Jabra Ladies Open

Tournament information
- Location: Evian-les-Bains, France
- Established: 2017
- Course: Evian Resort Golf Club
- Par: 71
- Tours: Ladies European Tour LET Access Series (2018–2020)
- Format: Stroke play
- Prize fund: €300,000
- Month played: May
- Final year: 2025

Final champion
- Sára Kousková
- Evian Resort Golf Club Location in FranceEvian Resort Golf Club Location in Auvergne-Rhône-Alpes

= Jabra Ladies Open =

Professional golf tournament

The Jabra Ladies Open was a professional golf tournament, introduced on the Ladies European Tour schedule in 2018 and last played in 2025.

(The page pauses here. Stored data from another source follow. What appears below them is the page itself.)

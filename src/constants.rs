//! Global constants used throughout the github-push codebase.
//!
//! This module contains timeout durations, retry parameters, and other
//! numeric constants that are used across multiple modules. Defining
//! them centrally improves maintainability and makes magic numbers
//! more discoverable.

use std::time::Duration;

/// Base URL of the GitHub REST API.
pub const GITHUB_API_BASE: &str = "https://api.github.com";

/// Media type requested from the GitHub REST API.
pub const GITHUB_ACCEPT: &str = "application/vnd.github.v3+json";

/// User agent sent with every GitHub request.
pub fn user_agent() -> String {
    format!("github-push/{}", env!("CARGO_PKG_VERSION"))
}

/// Timeout for GitHub metadata calls (releases, commits, repository info).
pub const METADATA_TIMEOUT: Duration = Duration::from_secs(30);

/// Timeout for archive downloads (5 minutes).
///
/// Release zipballs of larger plugins can be tens of megabytes, so this is
/// deliberately much longer than [`METADATA_TIMEOUT`].
pub const DOWNLOAD_TIMEOUT: Duration = Duration::from_secs(300);

/// Upper bound on `per_page` accepted by the GitHub list endpoints.
pub const GITHUB_MAX_PER_PAGE: usize = 100;

/// Default number of versions listed for the rollback picker.
pub const DEFAULT_VERSION_LIST_LIMIT: usize = 50;

/// Number of attempts made to remove an installed directory before an update.
pub const REMOVAL_ATTEMPTS: usize = 3;

/// Delay between directory removal attempts.
///
/// Installed directories are briefly held open by the web server's own file
/// loading, so a short fixed pause is usually enough for the handle to go away.
pub const REMOVAL_RETRY_DELAY: Duration = Duration::from_millis(500);

/// How long a trigger waits for another process holding an item's lock.
pub const ITEM_LOCK_TIMEOUT: Duration = Duration::from_secs(120);

/// Default interval between scheduled update checks (twice a day).
pub const DEFAULT_CHECK_INTERVAL_SECS: u64 = 43_200;

/// Default bind address for the webhook endpoint.
pub const DEFAULT_BIND_ADDR: &str = "127.0.0.1:8787";

/// Length of the abbreviated commit SHA shown to users.
pub const SHORT_SHA_LEN: usize = 7;

/// First backoff delay while polling for another process's item lock.
pub const STARTING_BACKOFF_DELAY_MS: u64 = 10;

/// Upper bound on the backoff delay while polling for an item lock.
pub const MAX_BACKOFF_DELAY_MS: u64 = 500;

/// How long a registry write waits for another process holding the registry lock.
pub const REGISTRY_LOCK_TIMEOUT: Duration = Duration::from_secs(30);
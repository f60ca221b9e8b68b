//! Failure injection for filesystem operations.

use crate::updater::Filesystem;
use std::collections::{HashMap, HashSet};
use std::io;
use std::path::{Path, PathBuf};
use std::sync::Mutex;

/// Operations of [`Filesystem`] that can be made to fail.
#[derive(Debug, Clone, Copy, PartialEq, Eq, Hash)]
pub enum FsOp {
    Rename,
    CopyDir,
    RemoveDirAll,
    CreateDirAll,
}

/// Wraps a filesystem and fails the selected operations with an I/O error.
#[derive(Debug)]
pub struct FailingFs<F> {
    inner: F,
    failing: Mutex<HashSet<FsOp>>,
    calls: Mutex<HashMap<FsOp, usize>>,
}

impl<F: Filesystem> FailingFs<F> {
    pub fn new(inner: F, failing: impl IntoIterator<Item = FsOp>) -> Self {
        Self {
            inner,
            failing: Mutex::new(failing.into_iter().collect()),
            calls: Mutex::new(HashMap::new()),
        }
    }

    /// Replace the set of failing operations.
    ///
    /// # Panics
    ///
    /// Panics if the internal mutex is poisoned.
    pub fn set_failing(&self, failing: impl IntoIterator<Item = FsOp>) {
        *self.failing.lock().unwrap() = failing.into_iter().collect();
    }

    /// How often `op` was called, failed or not.
    ///
    /// # Panics
    ///
    /// Panics if the internal mutex is poisoned.
    pub fn calls(&self, op: FsOp) -> usize {
        self.calls.lock().unwrap().get(&op).copied().unwrap_or(0)
    }

    fn check(&self, op: FsOp, path: &Path) -> io::Result<()> {
        *self.calls.lock().unwrap().entry(op).or_default() += 1;
        if self.failing.lock().unwrap().contains(&op) {
            return Err(io::Error::new(
                io::ErrorKind::PermissionDenied,
                format!("injected {op:?} failure on {}", path.display()),
            ));
        }
        Ok(())
    }
}

impl<F: Filesystem> Filesystem for FailingFs<F> {
    fn name(&self) -> &'static str {
        "failing"
    }

    fn rename(&self, from: &Path, to: &Path) -> io::Result<()> {
        self.check(FsOp::Rename, from)?;
        self.inner.rename(from, to)
    }

    fn copy_dir(&self, from: &Path, to: &Path) -> io::Result<()> {
        self.check(FsOp::CopyDir, from)?;
        self.inner.copy_dir(from, to)
    }

    fn remove_dir_all(&self, path: &Path) -> io::Result<()> {
        self.check(FsOp::RemoveDirAll, path)?;
        self.inner.remove_dir_all(path)
    }

    fn create_dir_all(&self, path: &Path) -> io::Result<()> {
        self.check(FsOp::CreateDirAll, path)?;
        self.inner.create_dir_all(path)
    }

    fn exists(&self, path: &Path) -> bool {
        self.inner.exists(path)
    }

    fn list_dir(&self, path: &Path) -> io::Result<Vec<PathBuf>> {
        self.inner.list_dir(path)
    }
}
//! Edit fields of a tracked repository.

use super::common::{CommandContext, item_heading, tracking_label};
use crate::core::{ItemKind, TrackedItemPatch};
use anyhow::{Result, bail};
use clap::Args;
use colored::Colorize;
use std::path::PathBuf;

#[derive(Args)]
pub struct EditCommand {
    /// Item id
    id: u64,

    #[arg(long)]
    owner: Option<String>,

    #[arg(long)]
    repo: Option<String>,

    #[arg(long)]
    branch: Option<String>,

    #[arg(long)]
    kind: Option<ItemKind>,

    #[arg(long)]
    path: Option<PathBuf>,

    #[arg(long)]
    slug: Option<String>,

    /// Track releases (true) or the branch head (false)
    #[arg(long)]
    releases: Option<bool>,

    #[arg(long)]
    auto_update: Option<bool>,
}

impl EditCommand {
    pub async fn execute(self, ctx: &CommandContext) -> Result<()> {
        let patch = TrackedItemPatch {
            owner: self.owner,
            name: self.repo,
            branch: self.branch,
            use_releases: self.releases,
            kind: self.kind,
            install_path: self.path,
            slug: self.slug,
            auto_update: self.auto_update,
            ..TrackedItemPatch::default()
        };
        if patch.is_empty() {
            bail!("Nothing to change; pass at least one field to edit");
        }

        let item = ctx.registry().update(self.id, patch).await?;
        println!("{} {}", "Updated".green().bold(), item_heading(&item));
        println!("  {:<12} {}", "tracking:", tracking_label(&item));
        println!("  {:<12} {}", "path:", item.install_path.display());
        Ok(())
    }
}
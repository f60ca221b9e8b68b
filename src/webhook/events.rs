//! Webhook payload parsing and item matching.

use crate::core::TrackedItem;
use serde::Deserialize;
use serde_json::Value;
use thiserror::Error;

#[derive(Error, Debug, Clone, PartialEq, Eq)]
#[error("Invalid payload")]
pub struct InvalidPayload;

/// Decode a webhook body.
///
/// JSON is the default, also for a missing or unknown content type. Form
/// encoded deliveries carry the JSON in the `payload` field; without that
/// field the whole body is tried as JSON. An empty document is invalid.
pub fn parse_payload(content_type: Option<&str>, body: &[u8]) -> Result<Value, InvalidPayload> {
    let is_form = content_type.is_some_and(|ct| ct.contains("application/x-www-form-urlencoded"));

    let value = if is_form {
        let field = url::form_urlencoded::parse(body)
            .find(|(key, _)| key == "payload")
            .map(|(_, value)| value.into_owned());
        match field {
            Some(json) => serde_json::from_str::<Value>(&json),
            None => serde_json::from_slice::<Value>(body),
        }
    } else {
        serde_json::from_slice::<Value>(body)
    }
    .map_err(|_| InvalidPayload)?;

    match &value {
        Value::Object(map) if !map.is_empty() => Ok(value),
        Value::Array(items) if !items.is_empty() => Ok(value),
        _ => Err(InvalidPayload),
    }
}

#[derive(Debug, Deserialize)]
struct RepositoryPayload {
    name: String,
    owner: OwnerPayload,
}

#[derive(Debug, Deserialize)]
struct OwnerPayload {
    #[serde(default)]
    login: Option<String>,
    #[serde(default)]
    name: Option<String>,
}

/// A delivery the pipeline reacts to.
#[derive(Debug, Clone, PartialEq, Eq)]
pub enum WebhookEvent {
    /// Commits pushed to `branch`.
    Push {
        owner: String,
        name: String,
        branch: String,
    },
    /// A release was published.
    Release { owner: String, name: String },
}

impl WebhookEvent {
    /// Interpret a parsed payload for the `X-GitHub-Event` type `event`.
    ///
    /// `None` for unhandled event types, release actions other than
    /// `published`, and payloads without a usable repository.
    #[must_use]
    pub fn from_payload(event: &str, payload: &Value) -> Option<Self> {
        let repository = payload
            .get("repository")
            .and_then(|r| RepositoryPayload::deserialize(r).ok())?;
        let owner = repository.owner.login.or(repository.owner.name)?;

        match event {
            "push" => {
                let reference = payload.get("ref").and_then(Value::as_str).unwrap_or_default();
                Some(WebhookEvent::Push {
                    owner,
                    name: repository.name,
                    branch: reference.replace("refs/heads/", ""),
                })
            }
            "release" => {
                let action = payload.get("action").and_then(Value::as_str);
                (action == Some("published")).then_some(WebhookEvent::Release {
                    owner,
                    name: repository.name,
                })
            }
            _ => None,
        }
    }

    /// Whether this event should update `item`.
    #[must_use]
    pub fn matches(&self, item: &TrackedItem) -> bool {
        if !item.auto_update {
            return false;
        }
        match self {
            WebhookEvent::Push {
                owner,
                name,
                branch,
            } => item.repo.matches(owner, name) && !item.use_releases && item.branch == *branch,
            WebhookEvent::Release { owner, name } => item.repo.matches(owner, name) && item.use_releases,
        }
    }

    /// Same repository, ignoring mode and auto-update, for logging skipped items.
    #[must_use]
    pub fn concerns(&self, item: &TrackedItem) -> bool {
        match self {
            WebhookEvent::Push { owner, name, .. } | WebhookEvent::Release { owner, name } => {
                item.repo.matches(owner, name)
            }
        }
    }
}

The tournament was played at the Evian Resort Golf Club in France and has since 2014 served as European qualifying competition for the Evian Championship, the continental Europe women's major. It was named the Jabra Ladies Open in 2016 and joined the LET Access Series schedule in 2017. It became the first dual ranking event on the LET Access Series and LET in 2018. In 2021 the tournament became solely an LET event.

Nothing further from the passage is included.